The Biden administration’s Feb. 21 proposal to rescind the rule said it is “not necessary to protect the First Amendment right to free speech and free exercise of religion.” It is “unduly burdensome” for the Department of Education to investigate alleged violations. The rule has “created confusion” among higher-education institutions, some of which say the rule would require them to “allow religious student groups to discriminate against vulnerable and marginalized students.” This requirement, according to the rule proposal, would “go beyond what the First Amendment mandates.”

The bishops’ Office of Legal Counsel said the Biden administration’s proposal ignores concerns that the enforcement of “neutral, generally applicable” nondiscrimination law and policy do not always yield a “just result” and might not survive Supreme Court scrutiny.

Litigation is not an adequate solution for student groups, many of which lack funds for legal representation. Many student members will graduate by the time their rights are vindicated, and there will be a “chilling effect” given “the absence of clear, regulatory protections.”

Preserving the current rule means “students of all faiths will remain free to establish and maintain communities defined by shared religious commitments on their public college campuses,” the bishops’ letter said.

A March 2023 briefing from the Christian Legal Society lists dozens of incidents in which federally funded colleges or universities threatened to exclude student religious groups because of their rules that leaders must agree with their beliefs.

In one significant 2018 incident, almost 40 recognized student groups at the University of Iowa, including InterVarsity Christian Fellowship, were deregistered due to their religious leadership standards. While InterVarsity allows all students to participate as members, it requires leaders to embrace its Christian mission. Other groups expelled from campus for similar reasons included the Latter-day Saint Student Association, the Sikh Awareness Club, and the Chinese Student Christian Fellowship.

In 2019, U.S. district Judge Stephanie Rose ruled that the University of Iowa’s antidiscrimination policy was unevenly applied against another Christian club, Business Leaders in Christ, which the university derecognized in 2017. In March 2021, a federal appeals court ruled that the University of Iowa officials who wrongly derecognized the Christian student group can be held personally liable for their unconstitutional actions.

The secularist group Americans United for Separation of Church and State is among the groups backing the Biden administration’s proposed rule change. The group’s Feb. 21 statement said the existing rule “forced universities to fund discrimination by religious student groups.”

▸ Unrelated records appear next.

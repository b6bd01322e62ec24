//! Listed objects and gallery items.

use crate::MediaKind;
use chrono::{DateTime, Utc};
use serde::{Deserialize, Serialize};

/// One object as reported by the storage listing.
///
/// # Examples
///
/// ```
/// use memelyco_core::StoredObject;
///
/// let undated = StoredObject::new("cat.png", None);
/// assert!(undated.created_at.is_none());
/// ```
#[derive(Debug, Clone, PartialEq, Eq, Hash, Serialize, Deserialize)]
pub struct StoredObject {
    /// Unique object name inside the bucket
    pub name: String,
    /// Creation timestamp, when the provider reports one
    pub created_at: Option<DateTime<Utc>>,
}

impl StoredObject {
    /// Create a listing entry.
    pub fn new(name: impl Into<String>, created_at: Option<DateTime<Utc>>) -> Self {
        Self {
            name: name.into(),
            created_at,
        }
    }
}

/// A meme ready to be shown in the gallery.
///
/// Built fresh on every gallery load and never modified afterwards.
///
/// # Examples
///
/// ```
/// use chrono::Utc;
/// use memelyco_core::{MediaItem, MediaKind};
///
/// let item = MediaItem::builder()
///     .id("b.mp4")
///     .url("https://cdn.example/memes/b.mp4")
///     .kind(MediaKind::Video)
///     .created_at(Utc::now())
///     .build()
///     .unwrap();
///
/// assert_eq!(item.id(), "b.mp4");
/// assert_eq!(*item.kind(), MediaKind::Video);
/// ```
#[derive(
    Debug,
    Clone,
    PartialEq,
    Eq,
    Hash,
    Serialize,
    Deserialize,
    derive_getters::Getters,
    derive_builder::Builder,
)]
#[builder(setter(into))]
pub struct MediaItem {
    /// Object name, unique within the bucket
    id: String,
    /// Publicly reachable address of the object
    url: String,
    /// Image or video, from the name's extension
    kind: MediaKind,
    /// Creation time; "now at fetch time" when the listing had none
    created_at: DateTime<Utc>,
}

impl MediaItem {
    /// Creates a new media item builder.
    pub fn builder() -> MediaItemBuilder {
        MediaItemBuilder::default()
    }
}
//! Trait definitions for the Memelyco meme gallery.
//!
//! This crate defines the narrow seam to the hosted object store
//! ([`StorageClient`]) and the in-process [`EventBus`] the components use to
//! notify each other.

mod events;
mod traits;
mod types;

pub use events::{DEFAULT_EVENT_CAPACITY, EventBus, EventSubscription};
pub use traits::StorageClient;
pub use types::{ListOptions, ListSort, UploadOptions, UploadReceipt};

The USCCB’s Office of Government Relations, writing in a March 24 advocacy update, said that permanent statutory protections are needed. To this end, Cardinal Timothy Dolan of New York, the U.S. bishops’ Committee for Religious Liberty chairman, has co-signed a March 13 letter to several members of Congress backing the language in the proposed Equal Campus Access Act of 2023.

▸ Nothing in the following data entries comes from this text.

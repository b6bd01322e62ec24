//! Content type validation for selected files.

use memelyco_core::{LocalFile, MediaKind};
use memelyco_error::{ValidationError, ValidationErrorKind};
use tracing::debug;

/// Accept a file whose declared content type is `image/*` or `video/*`.
///
/// The file contents are never inspected.
///
/// # Examples
///
/// ```
/// use memelyco_core::{LocalFile, MediaKind};
/// use memelyco_uploader::validate_file;
///
/// let clip = LocalFile::from_bytes("clip.mov", "video/quicktime", vec![]);
/// assert_eq!(validate_file(&clip).unwrap(), MediaKind::Video);
///
/// let notes = LocalFile::from_bytes("notes.txt", "text/plain", vec![]);
/// assert!(validate_file(&notes).is_err());
/// ```
pub fn validate_file(file: &LocalFile) -> Result<MediaKind, ValidationError> {
    MediaKind::from_content_type(&file.content_type).ok_or_else(|| {
        debug!(file = %file.name, content_type = %file.content_type, "Rejected file");
        ValidationError::new(ValidationErrorKind::UnsupportedContentType {
            file: file.name.clone(),
            content_type: file.content_type.clone(),
        })
    })
}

The letter, co-signed by many Catholic leaders, other Christian leaders and several Jewish leaders, said the proposed legislation will “provide critical protection for faith-based student organizations of all religious traditions.”

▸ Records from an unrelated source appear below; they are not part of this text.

//! Hosted object storage backends for Memelyco.
//!
//! Both backends implement [`StorageClient`]:
//!
//! - [`SupabaseStorage`] talks to the Supabase Storage REST API of a project
//!   (list, upload) and derives public object addresses locally.
//! - [`InMemoryStorage`] keeps objects in a map; used for local development
//!   and tests.
//!
//! # Example
//!
//! ```rust,no_run
//! use memelyco_interface::{ListOptions, StorageClient};
//! use memelyco_storage::{StorageConfig, SupabaseStorage};
//!
//! # async fn example() -> Result<(), Box<dyn std::error::Error>> {
//! let storage = SupabaseStorage::new(StorageConfig::new(
//!     "https://project.supabase.co",
//!     "anon-key",
//! ))?;
//!
//! for object in storage.list(&ListOptions::default()).await? {
//!     println!("{} -> {}", object.name, storage.public_url(&object.name)?);
//! }
//! # Ok(())
//! # }
//! ```

#![forbid(unsafe_code)]
#![warn(missing_docs)]

mod config;
mod memory;
mod supabase;

pub use config::{DEFAULT_BUCKET, StorageConfig};
pub use memelyco_error::{StorageError, StorageErrorKind};
pub use memelyco_interface::StorageClient;
pub use memory::InMemoryStorage;
pub use supabase::SupabaseStorage;
//! Gallery listing command.

use super::OutputFormat;
use memelyco::{App, JsonError, MemelycoConfig, MemelycoError, SortMode, connect_storage};

/// Load the gallery and print it.
pub async fn handle_list(
    config: &MemelycoConfig,
    sort: Option<SortMode>,
    limit: Option<u32>,
    format: OutputFormat,
) -> Result<(), Box<dyn std::error::Error>> {
    let mut config = config.clone();
    if let Some(sort) = sort {
        config.gallery.default_sort = sort;
    }
    if let Some(limit) = limit {
        config.gallery.list_limit = limit;
    }
    config.validate()?;

    let mut app = App::new(connect_storage(&config.storage)?, &config);
    if let Err(e) = app.start().await {
        eprintln!("{}", app.gallery().state());
        return Err(e.into());
    }

    let items = app.gallery().items();
    match format {
        OutputFormat::Json => {
            let json = serde_json::to_string_pretty(&items)
                .map_err(|e| MemelycoError::from(JsonError::from(e)))?;
            println!("{}", json);
        }
        OutputFormat::Human => {
            if items.is_empty() {
                println!("No memes yet.");
                return Ok(());
            }
            println!("{} memes ({})", items.len(), app.gallery().sort_mode());
            for item in &items {
                println!(
                    "{:<5}  {}  {}",
                    item.kind(),
                    item.created_at().format("%Y-%m-%d %H:%M"),
                    item.url()
                );
            }
        }
    }

    Ok(())
}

The letter affirmed “the freedom of all students to meet on their public college campuses based upon their shared religious beliefs” and their ability “to choose leaders who affirmatively support the distinctive religious messages and missions of their various groups.”

Joining Cardinal Dolan were Catholic co-signers, including leaders of the Association of Catholic Colleges and Universities, the Catholic Campus Ministry Association, the Catholic Medical Association, the Fellowship of Catholic University Students, and the Michigan Catholic Conference.